A new study from Stanford University has found that mixing opioid painkillers and commonly prescribed anti-anxiety and sleep medications could cause a potentially lethal overdose. Approximately 30 percent of all fatal overdoses from narcotic painkillers also involved benzodiazepines—commonly prescribed as Xanax, Klonopin, and Valium. The mix of benzodiazepines and opioid painkillers such as Percocet and OxyContin can lower the threshold for overdose, making it much easier for patients to accidentally consume a potentially lethal dose of the drugs.
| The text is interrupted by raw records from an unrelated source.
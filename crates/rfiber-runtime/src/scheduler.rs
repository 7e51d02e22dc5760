//! Scheduler: scheduling groups plus the workers that serve them

use std::ptr;
use std::sync::atomic::{AtomicBool, AtomicUsize, Ordering};
use std::sync::{Arc, Mutex};

use rfiber_core::{kdebug, kwarn, FiberError, FiberId, FiberResult};

use crate::config::SchedulerConfig;
use crate::entity::FiberDesc;
use crate::group::{Launch, SchedulingGroup};
use crate::memory;
use crate::tls;
use crate::worker::WorkerPool;

pub struct Scheduler {
    config: SchedulerConfig,
    groups: Arc<[SchedulingGroup]>,
    live_fibers: Arc<AtomicUsize>,
    worker_pool: Mutex<Option<WorkerPool>>,
    running: AtomicBool,
    next_group: AtomicUsize,
}

impl Scheduler {
    /// Validate `config` and build the groups; no thread is started yet
    pub fn new(config: SchedulerConfig) -> FiberResult<Self> {
        config.validate()?;
        if config.debug_logging {
            rfiber_core::kprint::set_log_level(rfiber_core::kprint::LogLevel::Debug);
        }
        memory::set_pool_capacity(config.stack_pool_capacity);

        let live_fibers = Arc::new(AtomicUsize::new(0));
        let groups: Vec<_> = (0..config.num_groups)
            .map(|i| SchedulingGroup::new(i, &config, Arc::clone(&live_fibers)))
            .collect();

        Ok(Scheduler {
            config,
            groups: groups.into(),
            live_fibers,
            worker_pool: Mutex::new(None),
            running: AtomicBool::new(false),
            next_group: AtomicUsize::new(0),
        })
    }

    /// Spawn the worker threads
    pub fn start(&self) -> FiberResult<()> {
        if self.groups.iter().any(SchedulingGroup::is_stopped) {
            return Err(FiberError::ShuttingDown);
        }
        if self.running.swap(true, Ordering::SeqCst) {
            return Err(FiberError::AlreadyInitialized);
        }
        if self.config.debug_logging {
            self.config.print();
        }

        let pool = WorkerPool::start(&self.groups).inspect_err(|_| {
            self.running.store(false, Ordering::SeqCst);
        })?;
        kdebug!(
            "scheduler started: {} groups, {} workers",
            self.groups.len(),
            pool.num_workers()
        );
        *self.pool() = Some(pool);
        Ok(())
    }

    #[inline]
    pub fn is_running(&self) -> bool {
        self.running.load(Ordering::Acquire)
    }

    #[inline]
    pub fn config(&self) -> &SchedulerConfig {
        &self.config
    }

    #[inline]
    pub fn groups(&self) -> &[SchedulingGroup] {
        &self.groups
    }

    /// Fibers created by this scheduler and not yet freed
    #[inline]
    pub fn live_fibers(&self) -> usize {
        self.live_fibers.load(Ordering::SeqCst)
    }

    /// Group for a new fiber: the caller's own group when it is one of
    /// ours, round-robin otherwise
    pub fn pick_group(&self) -> &SchedulingGroup {
        if let Some(current) = tls::current_group() {
            if let Some(group) = self.groups.iter().find(|g| ptr::eq(*g, current)) {
                return group;
            }
        }
        let i = self.next_group.fetch_add(1, Ordering::Relaxed) % self.groups.len();
        &self.groups[i]
    }

    /// Start a fiber in the group chosen by `pick_group`
    pub fn start_fiber(&self, desc: FiberDesc, launch: Launch) -> FiberResult<FiberId> {
        if !self.is_running() && !tls::is_in_fiber() {
            return Err(FiberError::NotInitialized);
        }
        self.pick_group().start_fiber(desc, launch)
    }

    /// Stop accepting fibers from outside, let the live ones finish, then
    /// join the workers
    ///
    /// Must not be called from a worker thread.
    pub fn shutdown(&self) -> FiberResult<()> {
        if tls::current_group().is_some() {
            kwarn!("shutdown requested from a worker thread, ignored");
            return Err(FiberError::InsideRuntime);
        }
        if !self.running.swap(false, Ordering::SeqCst) {
            return Ok(());
        }

        for group in self.groups.iter() {
            group.stop();
        }
        let pool = self.pool().take();
        if let Some(pool) = pool {
            pool.join()?;
        }
        memory::drain_pool();
        kdebug!("scheduler stopped");
        Ok(())
    }

    fn pool(&self) -> std::sync::MutexGuard<'_, Option<WorkerPool>> {
        self.worker_pool.lock().unwrap_or_else(|e| e.into_inner())
    }
}

impl Drop for Scheduler {
    fn drop(&mut self) {
        let _ = self.shutdown();
    }
}

impl std::fmt::Debug for Scheduler {
    fn fmt(&self, f: &mut std::fmt::Formatter<'_>) -> std::fmt::Result {
        f.debug_struct("Scheduler")
            .field("groups", &self.groups.len())
            .field("running", &self.is_running())
            .field("live_fibers", &self.live_fibers())
            .finish()
    }
}

#[cfg(test)]
mod tests {
    use super::*;
    use crate::barrier::ExitBarrier;
    use std::sync::atomic::AtomicU32;
    use std::time::Duration;

    fn config() -> SchedulerConfig {
        SchedulerConfig::new()
            .num_groups(2)
            .workers_per_group(2)
            .park_timeout(Duration::from_millis(5))
    }

    #[test]
    fn test_start_twice_rejected() {
        let sched = Scheduler::new(config()).unwrap();
        sched.start().unwrap();
        assert_eq!(sched.start(), Err(FiberError::AlreadyInitialized));
        sched.shutdown().unwrap();
        assert_eq!(sched.start(), Err(FiberError::ShuttingDown));
    }

    #[test]
    fn test_invalid_config_rejected() {
        let err = Scheduler::new(SchedulerConfig::new().num_groups(0)).unwrap_err();
        assert!(matches!(err, FiberError::InvalidConfig(_)));
    }

    #[test]
    fn test_start_fiber_needs_running_scheduler() {
        let sched = Scheduler::new(config()).unwrap();
        let err = sched.start_fiber(FiberDesc::new(|| {}), Launch::Post).unwrap_err();
        assert_eq!(err, FiberError::NotInitialized);
    }

    #[test]
    fn test_fibers_run_and_shutdown_drains() {
        let sched = Scheduler::new(config()).unwrap();
        sched.start().unwrap();

        let ran = Arc::new(AtomicU32::new(0));
        let barrier = Arc::new(ExitBarrier::with_count(100));
        for _ in 0..100 {
            let ran = Arc::clone(&ran);
            let barrier = Arc::clone(&barrier);
            let desc = FiberDesc::new(move || {
                ran.fetch_add(1, Ordering::SeqCst);
                barrier.count_down(false);
            });
            sched.start_fiber(desc, Launch::Post).unwrap();
        }
        assert!(!barrier.wait());
        assert_eq!(ran.load(Ordering::SeqCst), 100);

        sched.shutdown().unwrap();
        assert!(!sched.is_running());
        assert_eq!(sched.live_fibers(), 0);
        // Idempotent
        sched.shutdown().unwrap();
    }

    #[test]
    fn test_pick_group_round_robin_from_outside() {
        let sched = Scheduler::new(config()).unwrap();
        let first = sched.pick_group().index();
        let second = sched.pick_group().index();
        assert_ne!(first, second);
    }
}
The Centers for Disease Control and Prevention and the U.S. Food and Drug Administration have issued guidelines warning physicians about the dangers of prescribing these classes of drugs together. They’ve advised physicians to inform their patients of the potential risk of narcotic overdose. This new study did not prove a cause-and-effect relationship between combining narcotics and benzodiazepines, however, it did provide evidence of the potentially dangerous side effects.
Dr. Eric Sun of Stanford University led the study, which collected information from over 300,000 privately insured patients between the ages of 18 and 64. These patients had all been prescribed a narcotic painkiller between 2001 and 2013. The team found that in 2001, nine percent of this sample was also prescribed a benzodiazepine and that by 2013, this number had jumped to 17 percent—an 80 percent relative increase according to study findings. Over the course of these 12 years, prescriptions for both types of medications increased, and as a result, so did the number of patients combining them and the number of overdoses.
Dr. Sun cautioned medical professionals, stating, “Physicians should think carefully if they find themselves prescribing both drugs for a patient. These results argue for better surveillance in order to both monitor the risk of these potentially dangerous drug combinations, and to inform patients at risk and their physicians.” While the team was unable to determine whether the overdoses they saw were intentional or accidental, they asserted that the combination of these medications can suppress breathing—potentially sending a patient to the emergency room. Dr. Sun expressed the importance of physicians and patients communicating openly about medication usage, explaining: “It is not [necessary] that patients should avoid using both drugs at the same time—after all, there may be reasons to do so—but if they are using both drugs at the same time, they should make sure their doctor is aware of it and OK with it.”
This study highlights the importance of ensuring doctors and patients are fully aware of the risk of combining medications and that patients inform their general practitioner of changes in their drug regimen, especially those that may have been prescribed by another doctor.